Tamara sends a photo taken from her computer screen and as soon as I open it, my whole body goes numb. It’s a girl’s silhouette, sitting at my desk, on my laptop, backlit by the light in the hallway, her face hidden by shadows.

She’s too tall to be Piper. . . .

“Who IS that?” Tamara asks.

The Hag, I almost whisper back, but stop myself. Because that’s ridiculous. There’s no such thing as hags or any other craziness this town has cooked up over the years. But this must be the person who broke into our house. She was in my room, touching my things, pretending to be me . . . bile rises to my throat.

“Dude,” Tamara pushes. “What is going on?”

How do I explain? Where do I even begin without sounding . . . nuts?

“Um. Long story. Lemme . . . uh, call you back.”

 

 

Twelve


WHEN ERIKA TEXTED me the address to the party, I expected a regular house. You know, one with running water and working electricity. Normal stuff. Instead, I follow a long extension cord down the cracking driveway of an abandoned relic on the opposite side of the park.

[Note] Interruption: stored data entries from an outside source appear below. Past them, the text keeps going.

//! Admin authentication configuration

use serde::{Deserialize, Serialize};

const DEFAULT_SECRET: &str = "development-secret-please-change-in-production";

/// Settings used to verify admin bearer tokens
#[derive(Debug, Clone, Deserialize, Serialize)]
#[serde(default)]
pub struct AuthConfig {
    /// HS256 secret shared with the admin login service
    pub jwt_secret: String,

    /// Expected `iss` claim
    pub issuer: String,

    /// Expected `aud` claim
    pub audience: String,
}

impl Default for AuthConfig {
    fn default() -> Self {
        Self {
            jwt_secret: DEFAULT_SECRET.to_string(),
            issuer: String::from("guardian-portal"),
            audience: String::from("guardian-portal-admin"),
        }
    }
}

impl AuthConfig {
    /// Create a new configuration with the given secret
    pub fn new(secret: impl Into<String>) -> Self {
        Self {
            jwt_secret: secret.into(),
            ..Default::default()
        }
    }

    /// Check if using default secret (security warning)
    pub fn is_using_default_secret(&self) -> bool {
        self.jwt_secret == DEFAULT_SECRET
    }
}
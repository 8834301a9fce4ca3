//! Tests for the in-memory token repository

use std::sync::Arc;

use chrono::{Duration, Utc};
use uuid::Uuid;

use crate::domain::entities::access_token::{
    AccessToken, DeliveryChannel, ExpiryOption, TokenStatus,
};
use crate::errors::{DomainError, TokenError};
use crate::repositories::token::{InMemoryTokenRepository, TokenRepository};

fn token(value: &str) -> AccessToken {
    AccessToken::new(
        Uuid::new_v4(),
        value.to_string(),
        DeliveryChannel::Email,
        1,
        ExpiryOption::Hours24,
        Utc::now(),
    )
}

#[tokio::test]
async fn test_save_rejects_duplicate_value() {
    let repo = InMemoryTokenRepository::new();
    repo.save(token("aaaa")).await.unwrap();

    let result = repo.save(token("aaaa")).await;
    assert!(matches!(
        result,
        Err(DomainError::Token(TokenError::DuplicateValue))
    ));
    assert_eq!(repo.len().await, 1);
}

#[tokio::test]
async fn test_find_by_value_and_id() {
    let repo = InMemoryTokenRepository::new();
    let saved = repo.save(token("bbbb")).await.unwrap();

    assert_eq!(repo.find_by_value("bbbb").await.unwrap(), Some(saved.clone()));
    assert_eq!(repo.find_by_id(saved.id).await.unwrap(), Some(saved));
    assert!(repo.find_by_value("BBBB").await.unwrap().is_none());
}

#[tokio::test]
async fn test_list_all_newest_first() {
    let repo = InMemoryTokenRepository::new();
    let mut older = token("old");
    older.created_at = Utc::now() - Duration::hours(2);
    repo.save(older).await.unwrap();
    repo.save(token("new")).await.unwrap();

    let all = repo.list_all().await.unwrap();
    assert_eq!(all[0].value, "new");
    assert_eq!(all[1].value, "old");
}

#[tokio::test]
async fn test_expire_stale_only_touches_active_past_expiry() {
    let repo = InMemoryTokenRepository::new();
    let stale = repo.save(token("stale")).await.unwrap();
    let fresh = repo.save(token("fresh")).await.unwrap();
    let used = repo.save(token("used")).await.unwrap();
    assert!(repo.mark_used(used.id, Utc::now()).await.unwrap());

    let later = stale.expires_at + Duration::seconds(1);
    let mut fresh_copy = repo.find_by_id(fresh.id).await.unwrap().unwrap();
    fresh_copy.expires_at = later + Duration::hours(1);
    repo.insert_raw(fresh_copy).await;

    assert_eq!(repo.expire_stale(later).await.unwrap(), 1);
    assert_eq!(
        repo.find_by_id(stale.id).await.unwrap().unwrap().status,
        TokenStatus::Expired
    );
    assert_eq!(
        repo.find_by_id(fresh.id).await.unwrap().unwrap().status,
        TokenStatus::Active
    );
    assert_eq!(
        repo.find_by_id(used.id).await.unwrap().unwrap().status,
        TokenStatus::Used
    );
    assert_eq!(repo.expire_stale(later).await.unwrap(), 0);
}

#[tokio::test]
async fn test_mark_used_is_conditional() {
    let repo = InMemoryTokenRepository::new();
    let saved = repo.save(token("cccc")).await.unwrap();
    let now = Utc::now();

    assert!(repo.mark_used(saved.id, now).await.unwrap());
    assert!(!repo.mark_used(saved.id, now + Duration::seconds(1)).await.unwrap());

    let stored = repo.find_by_id(saved.id).await.unwrap().unwrap();
    assert_eq!(stored.used_at, Some(now));

    let late = repo.save(token("dddd")).await.unwrap();
    assert!(!repo
        .mark_used(late.id, late.expires_at + Duration::seconds(1))
        .await
        .unwrap());
    assert!(!repo.mark_used(Uuid::new_v4(), now).await.unwrap());
}

#[tokio::test(flavor = "multi_thread", worker_threads = 4)]
async fn test_concurrent_mark_used_has_single_winner() {
    let repo = Arc::new(InMemoryTokenRepository::new());
    let saved = repo.save(token("race")).await.unwrap();

    let handles: Vec<_> = (0..16)
        .map(|_| {
            let repo = repo.clone();
            tokio::spawn(async move { repo.mark_used(saved.id, Utc::now()).await.unwrap() })
        })
        .collect();

    let mut winners = 0;
    for handle in handles {
        if handle.await.unwrap() {
            winners += 1;
        }
    }
    assert_eq!(winners, 1);
}

#[tokio::test]
async fn test_revoke_is_conditional() {
    let repo = InMemoryTokenRepository::new();
    let saved = repo.save(token("eeee")).await.unwrap();

    assert!(repo.revoke(saved.id).await.unwrap());
    assert!(!repo.revoke(saved.id).await.unwrap());
    assert!(!repo.revoke(Uuid::new_v4()).await.unwrap());
    assert_eq!(
        repo.find_by_id(saved.id).await.unwrap().unwrap().status,
        TokenStatus::Expired
    );
}
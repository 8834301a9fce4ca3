//! Traits for email and SMS provider integration

use async_trait::async_trait;

/// Email ready to hand to a provider
#[derive(Debug, Clone, PartialEq, Eq)]
pub struct EmailMessage {
    pub to: String,
    pub subject: String,
    pub text_body: String,
    pub html_body: String,
}

/// Trait for email provider integration
#[async_trait]
pub trait EmailSender: Send + Sync {
    /// Send an email, returning the provider's message id
    async fn send_email(&self, message: &EmailMessage) -> Result<String, String>;

    /// Provider name for logs (e.g., "SMTP", "Mock")
    fn provider_name(&self) -> &str;
}

/// Trait for SMS provider integration
#[async_trait]
pub trait SmsSender: Send + Sync {
    /// Send a text message to an E.164 number, returning the provider's message id
    async fn send_sms(&self, phone: &str, body: &str) -> Result<String, String>;

    fn provider_name(&self) -> &str;
}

Inside, the house is flooded with red Christmas lights and cigarette smoke. Now, it’s been almost a year since I’ve been to a party, and typically they’re pretty standard no matter where you go: bottles and kegs, red cups and chips, drunk girls, horny guys . . . and all the hard candy you could ask for: weed, cocaine, oxy . . . maybe even a little Molly.

This party is different. For starters, it’s almost impossible to miss the huge holes in the ceiling and moldy furniture pushed in the corners, dust collecting on everyone’s kicks. Next, there’s, like, a really weird mix of people. Not just kids and college kids, but there’s some real-ass adults weaved into the crowd too, as if it’s completely normal to do shots with someone’s grandpa. Yet no one seems to find any of it strange. Just like the rest of Cedarville, everyone accepts this as normal when it’s anything but.